Your answer must hold only the lines below from the line containing "Self::with_backends(config, connector, migrator)" through the line containing "let staleness = config.monitor.staleness();", each reproduced exactly.

(Data supplied Opens)

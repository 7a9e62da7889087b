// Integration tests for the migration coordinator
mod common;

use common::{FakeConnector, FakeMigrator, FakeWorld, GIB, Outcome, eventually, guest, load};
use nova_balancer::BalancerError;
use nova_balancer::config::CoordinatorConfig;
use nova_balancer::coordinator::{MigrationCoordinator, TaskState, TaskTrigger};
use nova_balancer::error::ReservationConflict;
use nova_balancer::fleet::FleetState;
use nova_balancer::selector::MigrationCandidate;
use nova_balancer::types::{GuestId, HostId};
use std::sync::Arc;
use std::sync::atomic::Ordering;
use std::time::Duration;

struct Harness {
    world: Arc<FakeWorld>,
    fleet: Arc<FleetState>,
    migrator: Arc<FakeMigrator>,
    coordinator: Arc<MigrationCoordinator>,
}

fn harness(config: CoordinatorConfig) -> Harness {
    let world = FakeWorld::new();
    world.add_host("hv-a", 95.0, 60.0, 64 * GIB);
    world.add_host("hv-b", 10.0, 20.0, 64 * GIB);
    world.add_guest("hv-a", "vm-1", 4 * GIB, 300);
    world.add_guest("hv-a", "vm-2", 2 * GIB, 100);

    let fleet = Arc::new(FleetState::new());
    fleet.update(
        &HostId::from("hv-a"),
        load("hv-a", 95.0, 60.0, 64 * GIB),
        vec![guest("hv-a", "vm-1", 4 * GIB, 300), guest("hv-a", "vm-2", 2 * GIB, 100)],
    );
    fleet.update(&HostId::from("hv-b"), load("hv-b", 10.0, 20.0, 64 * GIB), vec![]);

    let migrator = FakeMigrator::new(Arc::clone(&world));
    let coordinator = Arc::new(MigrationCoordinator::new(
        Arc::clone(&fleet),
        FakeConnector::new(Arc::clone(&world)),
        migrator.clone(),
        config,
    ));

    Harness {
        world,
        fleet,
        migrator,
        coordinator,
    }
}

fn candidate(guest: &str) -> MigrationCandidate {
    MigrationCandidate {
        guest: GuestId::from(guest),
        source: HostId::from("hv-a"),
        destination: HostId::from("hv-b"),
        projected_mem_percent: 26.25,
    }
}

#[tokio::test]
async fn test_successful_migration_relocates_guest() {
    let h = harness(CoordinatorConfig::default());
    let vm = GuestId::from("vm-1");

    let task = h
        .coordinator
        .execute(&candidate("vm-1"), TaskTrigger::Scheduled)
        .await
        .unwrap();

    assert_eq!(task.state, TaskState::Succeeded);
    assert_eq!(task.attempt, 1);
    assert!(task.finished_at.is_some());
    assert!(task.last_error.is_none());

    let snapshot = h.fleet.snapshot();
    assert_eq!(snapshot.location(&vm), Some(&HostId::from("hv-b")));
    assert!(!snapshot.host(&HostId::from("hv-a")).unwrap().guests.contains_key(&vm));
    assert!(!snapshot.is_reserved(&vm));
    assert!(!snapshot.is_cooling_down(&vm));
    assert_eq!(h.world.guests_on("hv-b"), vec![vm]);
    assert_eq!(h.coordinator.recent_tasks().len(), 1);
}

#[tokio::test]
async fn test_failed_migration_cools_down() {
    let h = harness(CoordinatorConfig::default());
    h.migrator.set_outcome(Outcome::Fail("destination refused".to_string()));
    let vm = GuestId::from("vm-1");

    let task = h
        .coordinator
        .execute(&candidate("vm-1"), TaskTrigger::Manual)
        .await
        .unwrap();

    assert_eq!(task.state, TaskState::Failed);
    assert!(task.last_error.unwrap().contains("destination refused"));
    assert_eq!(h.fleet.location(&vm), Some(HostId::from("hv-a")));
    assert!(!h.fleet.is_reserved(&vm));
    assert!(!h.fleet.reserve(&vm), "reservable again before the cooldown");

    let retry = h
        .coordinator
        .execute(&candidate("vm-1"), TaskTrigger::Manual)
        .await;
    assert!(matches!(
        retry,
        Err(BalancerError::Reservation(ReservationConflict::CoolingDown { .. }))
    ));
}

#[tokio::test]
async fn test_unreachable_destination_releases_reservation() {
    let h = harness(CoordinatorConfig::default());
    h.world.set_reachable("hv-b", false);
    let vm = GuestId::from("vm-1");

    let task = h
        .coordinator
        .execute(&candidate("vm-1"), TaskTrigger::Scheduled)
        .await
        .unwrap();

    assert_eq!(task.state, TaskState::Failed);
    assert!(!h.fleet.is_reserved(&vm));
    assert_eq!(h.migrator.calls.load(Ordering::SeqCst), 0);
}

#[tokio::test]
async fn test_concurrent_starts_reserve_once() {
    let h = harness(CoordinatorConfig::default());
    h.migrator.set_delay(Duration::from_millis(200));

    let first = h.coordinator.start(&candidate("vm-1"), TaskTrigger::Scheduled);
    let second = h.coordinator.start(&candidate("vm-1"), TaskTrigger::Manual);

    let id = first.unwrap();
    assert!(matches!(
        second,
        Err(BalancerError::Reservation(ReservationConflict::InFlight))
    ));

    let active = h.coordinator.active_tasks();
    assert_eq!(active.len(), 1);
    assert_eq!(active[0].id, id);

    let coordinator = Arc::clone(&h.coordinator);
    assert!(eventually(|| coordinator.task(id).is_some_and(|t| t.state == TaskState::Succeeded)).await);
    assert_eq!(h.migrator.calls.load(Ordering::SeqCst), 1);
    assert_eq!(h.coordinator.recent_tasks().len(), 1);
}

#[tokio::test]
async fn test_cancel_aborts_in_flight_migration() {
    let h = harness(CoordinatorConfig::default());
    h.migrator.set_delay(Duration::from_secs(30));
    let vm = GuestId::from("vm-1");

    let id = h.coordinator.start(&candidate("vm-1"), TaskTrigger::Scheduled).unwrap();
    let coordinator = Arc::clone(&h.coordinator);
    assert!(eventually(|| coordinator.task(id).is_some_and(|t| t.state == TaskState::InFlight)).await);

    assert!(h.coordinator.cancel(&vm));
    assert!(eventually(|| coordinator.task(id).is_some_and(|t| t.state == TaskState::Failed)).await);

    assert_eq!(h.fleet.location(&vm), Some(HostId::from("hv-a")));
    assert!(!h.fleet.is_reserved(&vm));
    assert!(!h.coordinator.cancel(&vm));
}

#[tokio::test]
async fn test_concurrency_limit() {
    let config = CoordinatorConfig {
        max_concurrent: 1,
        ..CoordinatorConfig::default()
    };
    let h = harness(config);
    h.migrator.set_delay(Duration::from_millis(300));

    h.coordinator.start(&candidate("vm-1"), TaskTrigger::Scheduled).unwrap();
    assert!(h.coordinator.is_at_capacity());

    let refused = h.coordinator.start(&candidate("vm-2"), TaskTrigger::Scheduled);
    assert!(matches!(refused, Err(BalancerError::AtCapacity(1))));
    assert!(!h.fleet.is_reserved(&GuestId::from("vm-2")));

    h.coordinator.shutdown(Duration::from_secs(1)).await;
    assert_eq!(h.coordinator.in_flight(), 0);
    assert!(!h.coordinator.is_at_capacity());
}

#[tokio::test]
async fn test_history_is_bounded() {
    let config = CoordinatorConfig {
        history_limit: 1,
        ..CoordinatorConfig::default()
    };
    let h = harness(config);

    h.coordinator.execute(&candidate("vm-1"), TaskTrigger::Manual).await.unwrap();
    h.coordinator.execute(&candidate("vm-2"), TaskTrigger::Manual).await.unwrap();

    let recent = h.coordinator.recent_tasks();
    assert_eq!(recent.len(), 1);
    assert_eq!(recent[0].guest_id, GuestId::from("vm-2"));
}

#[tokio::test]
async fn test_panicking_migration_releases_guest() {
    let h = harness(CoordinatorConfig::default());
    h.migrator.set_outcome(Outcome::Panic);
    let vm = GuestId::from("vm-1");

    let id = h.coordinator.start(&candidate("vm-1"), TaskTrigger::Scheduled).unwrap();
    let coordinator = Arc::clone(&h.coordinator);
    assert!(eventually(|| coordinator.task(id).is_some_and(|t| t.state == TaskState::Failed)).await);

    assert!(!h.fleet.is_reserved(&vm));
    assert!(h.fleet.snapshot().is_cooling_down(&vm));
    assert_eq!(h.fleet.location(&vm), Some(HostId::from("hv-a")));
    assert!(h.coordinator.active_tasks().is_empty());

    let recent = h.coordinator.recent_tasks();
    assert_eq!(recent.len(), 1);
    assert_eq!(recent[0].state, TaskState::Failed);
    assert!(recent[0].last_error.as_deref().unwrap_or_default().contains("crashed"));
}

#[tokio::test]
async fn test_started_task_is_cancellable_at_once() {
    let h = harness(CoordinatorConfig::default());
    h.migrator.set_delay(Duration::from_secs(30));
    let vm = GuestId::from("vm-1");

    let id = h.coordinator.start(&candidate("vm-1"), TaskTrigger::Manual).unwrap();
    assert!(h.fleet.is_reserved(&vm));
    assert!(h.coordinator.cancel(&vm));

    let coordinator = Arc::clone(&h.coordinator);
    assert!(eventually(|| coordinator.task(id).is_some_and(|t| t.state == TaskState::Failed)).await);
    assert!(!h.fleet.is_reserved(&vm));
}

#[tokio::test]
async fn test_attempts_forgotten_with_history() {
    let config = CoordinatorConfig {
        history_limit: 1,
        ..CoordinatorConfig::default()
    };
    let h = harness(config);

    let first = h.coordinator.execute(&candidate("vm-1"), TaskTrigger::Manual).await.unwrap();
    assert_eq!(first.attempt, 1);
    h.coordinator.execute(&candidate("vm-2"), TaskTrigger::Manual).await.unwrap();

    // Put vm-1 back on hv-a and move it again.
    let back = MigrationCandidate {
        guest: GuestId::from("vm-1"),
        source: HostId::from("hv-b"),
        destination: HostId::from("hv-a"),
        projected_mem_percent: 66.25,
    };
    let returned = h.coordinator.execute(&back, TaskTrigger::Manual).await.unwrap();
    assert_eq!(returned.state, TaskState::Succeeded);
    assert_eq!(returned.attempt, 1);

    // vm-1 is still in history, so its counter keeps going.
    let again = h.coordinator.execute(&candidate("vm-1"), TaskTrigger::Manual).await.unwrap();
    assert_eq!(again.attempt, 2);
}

(Data supplied Closes)
(Data supplied Opens)

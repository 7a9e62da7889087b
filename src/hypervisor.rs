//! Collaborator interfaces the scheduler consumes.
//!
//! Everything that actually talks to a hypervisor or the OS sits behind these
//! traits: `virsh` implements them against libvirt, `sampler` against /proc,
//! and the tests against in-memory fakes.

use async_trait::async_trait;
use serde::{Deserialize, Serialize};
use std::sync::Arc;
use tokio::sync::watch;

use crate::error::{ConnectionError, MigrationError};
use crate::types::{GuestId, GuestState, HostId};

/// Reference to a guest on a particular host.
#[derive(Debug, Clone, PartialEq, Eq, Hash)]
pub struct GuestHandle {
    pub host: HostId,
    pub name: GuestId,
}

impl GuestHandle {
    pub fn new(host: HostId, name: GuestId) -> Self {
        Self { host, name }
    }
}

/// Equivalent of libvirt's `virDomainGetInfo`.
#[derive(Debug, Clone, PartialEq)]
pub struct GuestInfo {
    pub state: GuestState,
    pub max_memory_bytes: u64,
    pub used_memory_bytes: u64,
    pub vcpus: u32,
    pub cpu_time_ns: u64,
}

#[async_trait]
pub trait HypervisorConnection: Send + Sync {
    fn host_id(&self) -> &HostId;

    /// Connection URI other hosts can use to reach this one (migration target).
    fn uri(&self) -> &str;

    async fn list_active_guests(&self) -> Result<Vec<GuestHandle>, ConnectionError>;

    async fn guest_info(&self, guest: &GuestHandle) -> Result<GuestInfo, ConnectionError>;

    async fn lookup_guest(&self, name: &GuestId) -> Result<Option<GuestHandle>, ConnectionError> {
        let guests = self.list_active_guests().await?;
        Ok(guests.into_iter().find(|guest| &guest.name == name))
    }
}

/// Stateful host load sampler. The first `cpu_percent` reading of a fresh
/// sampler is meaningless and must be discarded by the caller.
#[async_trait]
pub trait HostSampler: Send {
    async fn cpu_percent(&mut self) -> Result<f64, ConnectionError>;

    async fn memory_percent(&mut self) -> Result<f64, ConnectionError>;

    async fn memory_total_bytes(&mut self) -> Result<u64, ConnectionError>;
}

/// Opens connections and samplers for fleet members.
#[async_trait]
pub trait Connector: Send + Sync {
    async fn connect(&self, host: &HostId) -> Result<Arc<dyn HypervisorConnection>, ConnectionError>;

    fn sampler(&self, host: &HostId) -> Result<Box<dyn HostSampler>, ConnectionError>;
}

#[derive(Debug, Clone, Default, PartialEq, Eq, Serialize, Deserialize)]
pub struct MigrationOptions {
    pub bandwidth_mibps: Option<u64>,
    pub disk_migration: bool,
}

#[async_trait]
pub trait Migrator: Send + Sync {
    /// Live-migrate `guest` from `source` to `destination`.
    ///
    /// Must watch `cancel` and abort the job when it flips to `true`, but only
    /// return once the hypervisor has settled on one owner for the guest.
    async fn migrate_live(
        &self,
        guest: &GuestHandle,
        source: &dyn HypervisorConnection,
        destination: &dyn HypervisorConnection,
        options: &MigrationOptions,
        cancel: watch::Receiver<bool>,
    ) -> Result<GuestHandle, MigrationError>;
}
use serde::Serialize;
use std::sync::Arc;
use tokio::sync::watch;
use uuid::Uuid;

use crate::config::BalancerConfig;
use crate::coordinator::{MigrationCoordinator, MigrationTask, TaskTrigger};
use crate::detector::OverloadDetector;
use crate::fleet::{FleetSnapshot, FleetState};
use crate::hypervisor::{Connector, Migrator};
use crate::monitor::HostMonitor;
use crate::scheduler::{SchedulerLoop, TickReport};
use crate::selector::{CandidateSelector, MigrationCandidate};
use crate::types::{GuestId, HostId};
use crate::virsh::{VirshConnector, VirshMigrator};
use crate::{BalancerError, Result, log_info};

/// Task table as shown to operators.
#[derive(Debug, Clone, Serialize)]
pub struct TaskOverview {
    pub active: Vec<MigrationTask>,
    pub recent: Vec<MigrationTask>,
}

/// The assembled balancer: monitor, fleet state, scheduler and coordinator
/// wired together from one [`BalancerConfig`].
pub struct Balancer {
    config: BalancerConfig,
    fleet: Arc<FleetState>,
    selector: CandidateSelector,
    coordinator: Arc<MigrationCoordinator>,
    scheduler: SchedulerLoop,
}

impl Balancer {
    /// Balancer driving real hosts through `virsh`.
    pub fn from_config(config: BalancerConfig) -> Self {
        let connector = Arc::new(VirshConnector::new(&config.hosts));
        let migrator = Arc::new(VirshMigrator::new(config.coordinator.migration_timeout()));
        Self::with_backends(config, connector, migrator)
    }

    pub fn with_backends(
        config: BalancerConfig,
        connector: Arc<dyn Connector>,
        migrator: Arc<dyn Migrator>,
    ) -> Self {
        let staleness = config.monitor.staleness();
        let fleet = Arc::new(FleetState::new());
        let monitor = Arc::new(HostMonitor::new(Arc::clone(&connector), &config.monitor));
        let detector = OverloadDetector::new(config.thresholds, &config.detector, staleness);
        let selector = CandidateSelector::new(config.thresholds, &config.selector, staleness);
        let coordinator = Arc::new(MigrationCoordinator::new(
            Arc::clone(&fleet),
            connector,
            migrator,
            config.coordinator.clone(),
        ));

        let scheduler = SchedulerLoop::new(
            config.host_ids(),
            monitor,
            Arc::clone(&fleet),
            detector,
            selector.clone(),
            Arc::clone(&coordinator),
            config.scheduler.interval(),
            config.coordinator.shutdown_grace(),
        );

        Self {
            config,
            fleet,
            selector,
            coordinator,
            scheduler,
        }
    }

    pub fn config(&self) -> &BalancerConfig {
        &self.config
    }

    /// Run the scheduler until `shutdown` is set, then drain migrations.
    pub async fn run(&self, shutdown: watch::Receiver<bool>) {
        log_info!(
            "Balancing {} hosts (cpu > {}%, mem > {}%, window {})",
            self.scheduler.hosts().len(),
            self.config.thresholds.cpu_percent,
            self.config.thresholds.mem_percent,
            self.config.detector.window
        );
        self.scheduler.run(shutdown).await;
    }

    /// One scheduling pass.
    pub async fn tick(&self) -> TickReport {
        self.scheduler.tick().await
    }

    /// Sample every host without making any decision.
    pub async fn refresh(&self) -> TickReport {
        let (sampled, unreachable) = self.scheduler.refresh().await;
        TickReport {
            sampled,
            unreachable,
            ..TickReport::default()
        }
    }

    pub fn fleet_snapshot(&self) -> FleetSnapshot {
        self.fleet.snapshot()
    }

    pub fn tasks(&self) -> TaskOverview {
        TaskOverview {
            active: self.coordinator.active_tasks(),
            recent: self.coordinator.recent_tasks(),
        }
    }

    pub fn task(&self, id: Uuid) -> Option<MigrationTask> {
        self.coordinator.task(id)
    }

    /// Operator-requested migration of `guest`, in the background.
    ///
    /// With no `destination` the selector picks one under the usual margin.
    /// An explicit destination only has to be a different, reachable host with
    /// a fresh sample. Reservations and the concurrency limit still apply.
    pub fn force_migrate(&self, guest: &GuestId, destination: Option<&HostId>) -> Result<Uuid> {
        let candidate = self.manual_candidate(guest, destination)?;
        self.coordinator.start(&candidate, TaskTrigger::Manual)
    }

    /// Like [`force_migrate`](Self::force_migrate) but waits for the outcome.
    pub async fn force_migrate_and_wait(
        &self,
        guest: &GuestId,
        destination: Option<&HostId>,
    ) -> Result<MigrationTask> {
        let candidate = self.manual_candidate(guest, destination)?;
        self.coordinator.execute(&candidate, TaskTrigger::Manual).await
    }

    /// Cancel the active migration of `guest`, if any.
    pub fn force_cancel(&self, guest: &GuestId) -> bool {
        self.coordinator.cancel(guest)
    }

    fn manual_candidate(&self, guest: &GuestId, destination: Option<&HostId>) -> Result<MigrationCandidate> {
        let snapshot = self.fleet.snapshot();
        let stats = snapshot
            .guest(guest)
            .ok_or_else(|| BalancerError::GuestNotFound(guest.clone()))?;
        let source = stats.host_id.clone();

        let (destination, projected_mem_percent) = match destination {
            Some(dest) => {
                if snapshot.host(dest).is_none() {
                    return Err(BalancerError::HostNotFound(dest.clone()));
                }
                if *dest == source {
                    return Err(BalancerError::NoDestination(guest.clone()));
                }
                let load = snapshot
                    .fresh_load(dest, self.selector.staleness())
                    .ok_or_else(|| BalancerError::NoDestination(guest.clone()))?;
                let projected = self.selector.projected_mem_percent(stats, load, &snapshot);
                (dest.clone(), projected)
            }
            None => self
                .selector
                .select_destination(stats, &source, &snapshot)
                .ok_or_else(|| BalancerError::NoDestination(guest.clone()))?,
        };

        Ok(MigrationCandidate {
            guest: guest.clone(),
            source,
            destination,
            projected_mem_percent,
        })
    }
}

(Data supplied Closes)

## Answer section
        Self::with_backends(config, connector, migrator)
    }

    pub fn with_backends(
        config: BalancerConfig,
        connector: Arc<dyn Connector>,
        migrator: Arc<dyn Migrator>,
    ) -> Self {
        let staleness = config.monitor.staleness();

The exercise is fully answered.